In 2000, the Clay Mathematics Institute published the Millenium Prize Problems. These were seven mathematical problems, and solving any one of them came with the award of one million dollars. However, they were also some of the most complex, unsolvable problems of the past few centuries. Many appear intimidating just from their name—the Riemann Hypothesis, the Yang-Mills Existence, and Mass Gap, just to name a few. The very first problem on the list, though, looks easy enough, almost like a middle school algebra equation. It is simply titled “P = NP.”

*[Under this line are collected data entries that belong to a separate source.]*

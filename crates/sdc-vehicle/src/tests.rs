//! Unit tests for the vehicle model.

use sdc_core::{Command, Direction, Pose, Rotation, Vec2};

use crate::{AgentState, KinematicModel, TerminalKind, VehicleError, VehicleParams};

// ── Helpers ───────────────────────────────────────────────────────────────────

fn model() -> KinematicModel {
    KinematicModel::new(VehicleParams::highway()).unwrap()
}

fn agent() -> AgentState {
    AgentState::spawn(Pose::new(Vec2::new(100.0, 100.0), 0.0), 9)
}

const FORWARD: Command = Command::new(Direction::Forward, Rotation::Neutral);
const BACKWARD: Command = Command::new(Direction::Backward, Rotation::Neutral);

#[cfg(test)]
mod params_tests {
    use super::*;

    #[test]
    fn presets_validate() {
        VehicleParams::highway().validate().unwrap();
        VehicleParams::parking(1.0).validate().unwrap();
        VehicleParams::parking(0.5).validate().unwrap();
    }

    #[test]
    fn parking_limits_scale() {
        let p = VehicleParams::parking(2.0);
        assert_eq!(p.max_velocity, 100.0);
        assert_eq!(p.brake_deceleration, 20.0);
        assert_eq!(p.max_steering, 3.0);
    }

    #[test]
    fn footprint_insets_sprite() {
        let (hw, hh, chassis) = VehicleParams::footprint(100.0, 50.0, 1.0);
        assert_eq!(hw, 45.0);
        assert_eq!(hh, 15.0);
        assert!((chassis - 1.5).abs() < 1e-6);
    }

    #[test]
    fn non_positive_limit_rejected() {
        let p = VehicleParams { max_velocity: 0.0, ..VehicleParams::highway() };
        assert!(matches!(
            KinematicModel::new(p),
            Err(VehicleError::InvalidParam { field: "max_velocity", .. })
        ));
    }
}

#[cfg(test)]
mod kinematics_tests {
    use super::*;

    #[test]
    fn forward_accelerates_along_heading() {
        let m = model();
        let mut s = agent();
        for _ in 0..10 {
            m.update(&mut s, FORWARD, 0.1);
        }
        assert!(s.velocity > 0.0);
        assert!(s.position.x > 100.0);
        assert!((s.position.y - 100.0).abs() < 1e-4);
    }

    #[test]
    fn heading_ninety_moves_up_the_screen() {
        let m = model();
        let mut s = AgentState::spawn(Pose::new(Vec2::new(50.0, 50.0), 90.0), 0);
        s.velocity = 10.0;
        m.update(&mut s, Command::new(Direction::Forward, Rotation::Neutral), 0.1);
        assert!(s.position.y < 50.0);
        assert!((s.position.x - 50.0).abs() < 1e-3);
    }

    #[test]
    fn forward_while_reversing_brakes() {
        let m = model();
        let mut s = agent();
        s.velocity = -5.0;
        m.update(&mut s, FORWARD, 0.1);
        // brake_deceleration (10) applied for 0.1 before the clamp.
        assert!((s.velocity - -4.0).abs() < 1e-5);
        assert_eq!(s.acceleration, m.params().max_acceleration);
    }

    #[test]
    fn backward_while_moving_forward_brakes() {
        let m = model();
        let mut s = agent();
        s.velocity = 5.0;
        m.update(&mut s, BACKWARD, 0.1);
        assert!((s.velocity - 4.0).abs() < 1e-5);
        assert_eq!(s.acceleration, -m.params().max_acceleration);
    }

    #[test]
    fn neutral_coasts_to_exact_stop() {
        let m = model();
        let mut s = agent();
        s.velocity = 0.05;
        m.update(&mut s, Command::NEUTRAL, 0.1);
        assert!(s.velocity.abs() < 1e-6, "got {}", s.velocity);
    }

    #[test]
    fn neutral_with_zero_dt_does_not_divide() {
        let m = model();
        let mut s = agent();
        m.update(&mut s, Command::NEUTRAL, 0.0);
        assert!(s.acceleration.is_finite());
        assert_eq!(s.position, Vec2::new(100.0, 100.0));
    }

    #[test]
    fn limits_hold_after_every_update() {
        let m = model();
        let p = m.params().clone();
        let mut s = agent();
        let commands = [
            Command::new(Direction::Forward, Rotation::Right),
            Command::new(Direction::Forward, Rotation::Left),
            Command::new(Direction::Backward, Rotation::Right),
            Command::NEUTRAL,
        ];
        for i in 0..2_000 {
            let c = commands[(i / 37) % commands.len()];
            m.update(&mut s, c, 0.3);
            assert!(s.velocity.abs() <= p.max_velocity);
            assert!(s.acceleration.abs() <= p.max_acceleration);
            assert!(s.steering.abs() <= p.max_steering);
        }
    }

    #[test]
    fn right_turn_decreases_heading() {
        let m = model();
        let mut s = agent();
        s.velocity = 10.0;
        for _ in 0..5 {
            m.update(&mut s, Command::new(Direction::Forward, Rotation::Right), 0.1);
        }
        assert!(s.steering < 0.0);
        assert!(s.heading < 0.0);
    }

    #[test]
    fn neutral_rotation_recenters_immediately() {
        let m = model();
        let mut s = agent();
        s.steering = 0.8;
        m.update(&mut s, FORWARD, 0.1);
        assert_eq!(s.steering, 0.0);
    }

    #[test]
    fn dead_agent_is_frozen() {
        let m = model();
        let mut s = agent();
        s.velocity = 12.0;
        s.heading = 33.0;
        s.terminate(TerminalKind::Collided);
        let before = s.clone();
        m.update(&mut s, FORWARD, 0.2);
        assert_eq!(s, before);
    }
}

#[cfg(test)]
mod state_tests {
    use super::*;

    #[test]
    fn spawn_is_alive_and_still() {
        let s = agent();
        assert!(s.alive);
        assert_eq!(s.terminal, TerminalKind::None);
        assert_eq!(s.velocity, 0.0);
        assert_eq!(s.radars.len(), 9);
    }

    #[test]
    fn stop_zeroes_motion() {
        let mut s = agent();
        s.velocity = 3.0;
        s.acceleration = 1.0;
        s.steering = 0.5;
        s.stop(TerminalKind::Parked);
        assert!(!s.alive);
        assert_eq!(s.terminal, TerminalKind::Parked);
        assert_eq!((s.velocity, s.acceleration, s.steering), (0.0, 0.0, 0.0));
    }

    #[test]
    fn terminate_keeps_motion() {
        let mut s = agent();
        s.velocity = 3.0;
        s.terminate(TerminalKind::Collided);
        assert!(!s.alive);
        assert_eq!(s.velocity, 3.0);
    }
}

It is now 2021, and the P = NP problem has yet to be solved. Why is this so? What is it about this statement that even the greatest mathematical minds of the last two decades cannot solve it?
The actual meaning of the P = NP problem is much more complicated than it appears. It is a statement about different types of problems, or tasks. In computer science, a problem is anything you can get a computer to do, such as printing out a series of numbers, calculating an expression, or searching the internet. The solutions to these problems are called algorithms, and the field of computer science is heavily concerned with something called algorithmic complexity—how long it takes for an algorithm to run and a problem to be solved. However, this isn’t simply measured in seconds or minutes, but rather in relation to the number of elements an algorithm must operate on.
Take, for example, an algorithm that must sort a list of unordered numbers. It makes sense that the more elements, or numbers, there are, the longer this algorithm takes to solve the problem. Scientists have devised clever algorithms such as Merge Sort that are able to sort the elements in O(logn) time, meaning the runtime is proportional to log(n), with n being the number of elements to be sorted.
However, other problems have significantly larger complexities. Prime factorization, or reducing any integer down to the product of prime numbers, doesn’t sound too difficult. However, the most efficient existing solution is O(xn), or proportional to an exponential function. This grows much faster than the log function, and as n gets very large, the runtime will skyrocket.
A threshold used for algorithmic complexity is polynomial time—that is, whether an algorithm runs in O(nx) for some x. This is clearly a faster growth rate than logarithmic or even linear functions, but much slower than other functions such as exponential or factorial functions, regardless of the base x.
This is where P = NP comes in. P and NP are both sets of problems—essentially, just groups. P stands for “polynomial time” and NP stands for “non-deterministic polynomial time.” Specifically, a problem in P is something that can be solved in polynomial time—whether the best possible algorithm to run it on is at most polynomial. A problem in NP is something that can be verified in polynomial time—given any solution, how long it takes to make sure that that solution is correct. The question of P = NP asks if these two sets are equal—in other words, if every problem that can be verified in polynomial time can also be solved in polynomial time.
This distinction is important. The prime factorization is one such example. Verifying a given solution is extremely easy, and can be done in far less than polynomial time — simply multiply together all of the factors and check that it yields the correct number. Solving the problem, as we have seen, has yet to be done in polynomial time. However, we have yet to actually prove that this is the best possible solution to prime factorization. Therefore, we are certain that prime factorization is in NP, but we are uncertain if it is in P. In order to prove P = NP, we would need to prove that every problem in NP is also in P, and vice versa. This appears unlikely, but no one has formally proved that it is either true or false.
Why do we even ask this problem? Proving P = NP (or the opposite) would have important implications for different fields. For example, in cryptography, the study of making code and passcodes, most solutions and codes are easy to verify once you know the code. However, if we proved that P = NP, then that would mean that these codes are solvable in less than polynomial time — meaning someone could figure out your email password without too much time. Solving P=NP would have important effects in many fields, from algorithm development to biology.
However, after decades, we have yet to solve the problem, and it doesn’t look like we’re getting any closer. Perhaps this question will always remain a mystery.